◆ DATA SUPPLIED:
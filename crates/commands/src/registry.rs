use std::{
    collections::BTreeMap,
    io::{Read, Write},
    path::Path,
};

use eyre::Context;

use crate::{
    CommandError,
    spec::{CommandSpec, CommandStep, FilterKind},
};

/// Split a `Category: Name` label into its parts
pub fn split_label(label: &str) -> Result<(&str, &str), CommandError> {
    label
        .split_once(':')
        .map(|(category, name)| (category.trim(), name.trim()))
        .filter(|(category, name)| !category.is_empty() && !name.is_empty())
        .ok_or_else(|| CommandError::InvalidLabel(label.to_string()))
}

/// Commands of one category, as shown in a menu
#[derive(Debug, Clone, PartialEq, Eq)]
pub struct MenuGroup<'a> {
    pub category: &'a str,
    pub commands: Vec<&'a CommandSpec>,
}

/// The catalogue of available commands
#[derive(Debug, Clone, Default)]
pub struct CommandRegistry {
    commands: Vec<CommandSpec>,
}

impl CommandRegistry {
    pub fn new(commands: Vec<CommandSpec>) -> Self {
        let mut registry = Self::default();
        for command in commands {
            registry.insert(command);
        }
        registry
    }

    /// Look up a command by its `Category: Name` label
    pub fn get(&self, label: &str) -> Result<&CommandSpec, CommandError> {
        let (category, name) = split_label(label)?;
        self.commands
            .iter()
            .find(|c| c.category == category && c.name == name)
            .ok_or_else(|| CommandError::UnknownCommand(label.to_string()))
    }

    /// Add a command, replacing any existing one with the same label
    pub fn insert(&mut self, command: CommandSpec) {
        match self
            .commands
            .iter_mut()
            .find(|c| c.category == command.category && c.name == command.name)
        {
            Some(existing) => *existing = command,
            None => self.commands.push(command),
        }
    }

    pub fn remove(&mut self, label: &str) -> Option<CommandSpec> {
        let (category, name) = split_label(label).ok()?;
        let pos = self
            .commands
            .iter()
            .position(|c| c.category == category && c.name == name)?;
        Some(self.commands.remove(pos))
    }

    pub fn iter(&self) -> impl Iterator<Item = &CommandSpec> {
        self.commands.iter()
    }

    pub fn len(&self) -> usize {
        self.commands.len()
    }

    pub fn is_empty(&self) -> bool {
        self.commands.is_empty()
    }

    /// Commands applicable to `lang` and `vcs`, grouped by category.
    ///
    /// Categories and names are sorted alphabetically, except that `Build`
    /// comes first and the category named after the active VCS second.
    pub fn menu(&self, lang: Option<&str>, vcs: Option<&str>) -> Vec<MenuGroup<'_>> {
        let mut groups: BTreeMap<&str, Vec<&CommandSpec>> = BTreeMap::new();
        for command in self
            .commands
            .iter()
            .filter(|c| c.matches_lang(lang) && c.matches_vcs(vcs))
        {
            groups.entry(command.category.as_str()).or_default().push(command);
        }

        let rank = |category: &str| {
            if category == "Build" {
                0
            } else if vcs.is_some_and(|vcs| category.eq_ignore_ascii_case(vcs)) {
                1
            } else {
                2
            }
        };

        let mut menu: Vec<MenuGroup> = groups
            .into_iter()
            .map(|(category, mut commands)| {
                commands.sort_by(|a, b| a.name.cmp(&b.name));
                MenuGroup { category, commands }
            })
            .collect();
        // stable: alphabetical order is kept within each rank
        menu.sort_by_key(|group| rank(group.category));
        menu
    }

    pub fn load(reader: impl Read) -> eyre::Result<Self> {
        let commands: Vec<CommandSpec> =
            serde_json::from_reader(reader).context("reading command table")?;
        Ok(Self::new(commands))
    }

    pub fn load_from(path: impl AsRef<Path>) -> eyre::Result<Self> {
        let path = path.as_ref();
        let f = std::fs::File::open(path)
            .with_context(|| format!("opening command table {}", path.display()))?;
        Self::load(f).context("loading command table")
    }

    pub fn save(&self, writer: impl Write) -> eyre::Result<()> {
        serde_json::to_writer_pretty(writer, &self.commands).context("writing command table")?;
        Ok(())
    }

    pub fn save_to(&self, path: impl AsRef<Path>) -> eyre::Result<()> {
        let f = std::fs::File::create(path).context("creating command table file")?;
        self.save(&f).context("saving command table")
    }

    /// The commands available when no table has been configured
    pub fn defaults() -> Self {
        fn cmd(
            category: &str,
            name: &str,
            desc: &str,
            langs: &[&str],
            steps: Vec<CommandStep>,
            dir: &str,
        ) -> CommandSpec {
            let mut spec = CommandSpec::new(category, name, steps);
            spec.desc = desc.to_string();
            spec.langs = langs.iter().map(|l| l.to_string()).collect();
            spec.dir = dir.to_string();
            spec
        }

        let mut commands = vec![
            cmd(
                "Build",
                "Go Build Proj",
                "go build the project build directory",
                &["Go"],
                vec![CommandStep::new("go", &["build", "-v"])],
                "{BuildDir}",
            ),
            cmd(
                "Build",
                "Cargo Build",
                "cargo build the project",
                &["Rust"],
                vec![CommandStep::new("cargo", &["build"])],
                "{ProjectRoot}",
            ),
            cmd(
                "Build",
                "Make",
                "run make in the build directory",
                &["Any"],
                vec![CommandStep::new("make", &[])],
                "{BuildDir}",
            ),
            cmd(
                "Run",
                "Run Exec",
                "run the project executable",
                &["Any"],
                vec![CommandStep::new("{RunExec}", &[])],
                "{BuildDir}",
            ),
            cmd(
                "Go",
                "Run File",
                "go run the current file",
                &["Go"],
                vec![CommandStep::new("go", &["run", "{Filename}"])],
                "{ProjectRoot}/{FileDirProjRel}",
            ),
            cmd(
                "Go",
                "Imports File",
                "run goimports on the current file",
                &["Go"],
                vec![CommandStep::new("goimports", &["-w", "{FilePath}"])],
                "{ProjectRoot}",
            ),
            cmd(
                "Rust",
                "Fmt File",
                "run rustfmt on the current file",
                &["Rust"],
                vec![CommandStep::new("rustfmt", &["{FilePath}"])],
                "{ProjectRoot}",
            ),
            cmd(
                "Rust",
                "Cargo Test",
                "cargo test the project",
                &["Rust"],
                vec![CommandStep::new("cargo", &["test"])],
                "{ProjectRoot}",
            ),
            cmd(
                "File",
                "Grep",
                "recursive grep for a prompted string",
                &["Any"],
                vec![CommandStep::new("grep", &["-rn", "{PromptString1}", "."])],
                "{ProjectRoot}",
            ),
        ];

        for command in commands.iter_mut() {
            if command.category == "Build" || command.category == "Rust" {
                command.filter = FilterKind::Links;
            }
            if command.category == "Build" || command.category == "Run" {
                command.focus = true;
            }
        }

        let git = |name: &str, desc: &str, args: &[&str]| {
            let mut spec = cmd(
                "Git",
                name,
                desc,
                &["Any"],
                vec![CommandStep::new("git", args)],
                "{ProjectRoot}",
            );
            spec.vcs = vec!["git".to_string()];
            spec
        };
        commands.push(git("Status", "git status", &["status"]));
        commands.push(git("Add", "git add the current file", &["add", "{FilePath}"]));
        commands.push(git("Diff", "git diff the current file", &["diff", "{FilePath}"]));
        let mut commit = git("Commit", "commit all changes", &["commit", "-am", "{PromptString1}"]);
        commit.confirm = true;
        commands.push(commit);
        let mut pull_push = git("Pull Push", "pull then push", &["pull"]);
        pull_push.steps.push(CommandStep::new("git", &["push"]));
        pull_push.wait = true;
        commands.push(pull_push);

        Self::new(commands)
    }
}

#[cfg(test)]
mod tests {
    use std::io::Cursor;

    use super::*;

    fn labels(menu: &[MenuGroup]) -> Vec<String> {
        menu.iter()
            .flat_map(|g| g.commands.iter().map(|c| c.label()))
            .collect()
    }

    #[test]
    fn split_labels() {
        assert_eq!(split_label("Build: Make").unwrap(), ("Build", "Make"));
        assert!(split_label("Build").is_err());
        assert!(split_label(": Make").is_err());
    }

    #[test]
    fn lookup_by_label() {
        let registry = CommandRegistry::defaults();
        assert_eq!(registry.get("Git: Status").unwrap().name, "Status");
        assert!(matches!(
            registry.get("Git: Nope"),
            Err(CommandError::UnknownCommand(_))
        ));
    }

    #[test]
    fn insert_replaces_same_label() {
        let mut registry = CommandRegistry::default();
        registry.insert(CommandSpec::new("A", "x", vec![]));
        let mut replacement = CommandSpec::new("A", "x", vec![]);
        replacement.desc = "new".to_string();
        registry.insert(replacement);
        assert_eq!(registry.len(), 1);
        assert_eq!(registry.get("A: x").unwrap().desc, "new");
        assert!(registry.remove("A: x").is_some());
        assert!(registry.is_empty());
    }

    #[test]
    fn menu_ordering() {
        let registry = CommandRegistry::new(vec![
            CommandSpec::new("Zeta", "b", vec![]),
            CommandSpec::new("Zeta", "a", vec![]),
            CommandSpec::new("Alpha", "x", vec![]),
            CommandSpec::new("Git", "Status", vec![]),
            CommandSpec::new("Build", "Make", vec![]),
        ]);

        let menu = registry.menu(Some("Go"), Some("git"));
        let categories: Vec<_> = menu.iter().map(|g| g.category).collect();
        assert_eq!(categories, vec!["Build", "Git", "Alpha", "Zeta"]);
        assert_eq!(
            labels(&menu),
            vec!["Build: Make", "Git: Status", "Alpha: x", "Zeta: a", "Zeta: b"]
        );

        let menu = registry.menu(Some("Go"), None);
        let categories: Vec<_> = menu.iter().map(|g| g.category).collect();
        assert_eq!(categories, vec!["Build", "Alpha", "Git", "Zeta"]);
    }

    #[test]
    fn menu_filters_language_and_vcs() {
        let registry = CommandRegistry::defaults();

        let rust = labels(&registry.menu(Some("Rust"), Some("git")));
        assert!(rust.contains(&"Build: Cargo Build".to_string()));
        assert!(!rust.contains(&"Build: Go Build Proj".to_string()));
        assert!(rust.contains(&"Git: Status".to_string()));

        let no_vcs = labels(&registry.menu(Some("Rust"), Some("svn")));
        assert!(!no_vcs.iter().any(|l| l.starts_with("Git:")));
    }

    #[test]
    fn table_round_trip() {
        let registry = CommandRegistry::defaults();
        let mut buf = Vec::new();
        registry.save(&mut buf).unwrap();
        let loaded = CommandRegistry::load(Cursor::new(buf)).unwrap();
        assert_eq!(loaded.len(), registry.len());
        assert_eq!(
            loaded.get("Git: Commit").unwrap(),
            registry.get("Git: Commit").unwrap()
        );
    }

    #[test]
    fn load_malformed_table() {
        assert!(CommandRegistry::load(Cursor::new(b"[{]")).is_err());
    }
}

◆ TASK INSTRUCTIONS: Search the records for lines holding the word "remove", then copy each line you find.

◆ ANSWER AREA:
    pub fn remove(&mut self, label: &str) -> Option<CommandSpec> {
        Some(self.commands.remove(pos))
        assert!(registry.remove("A: x").is_some());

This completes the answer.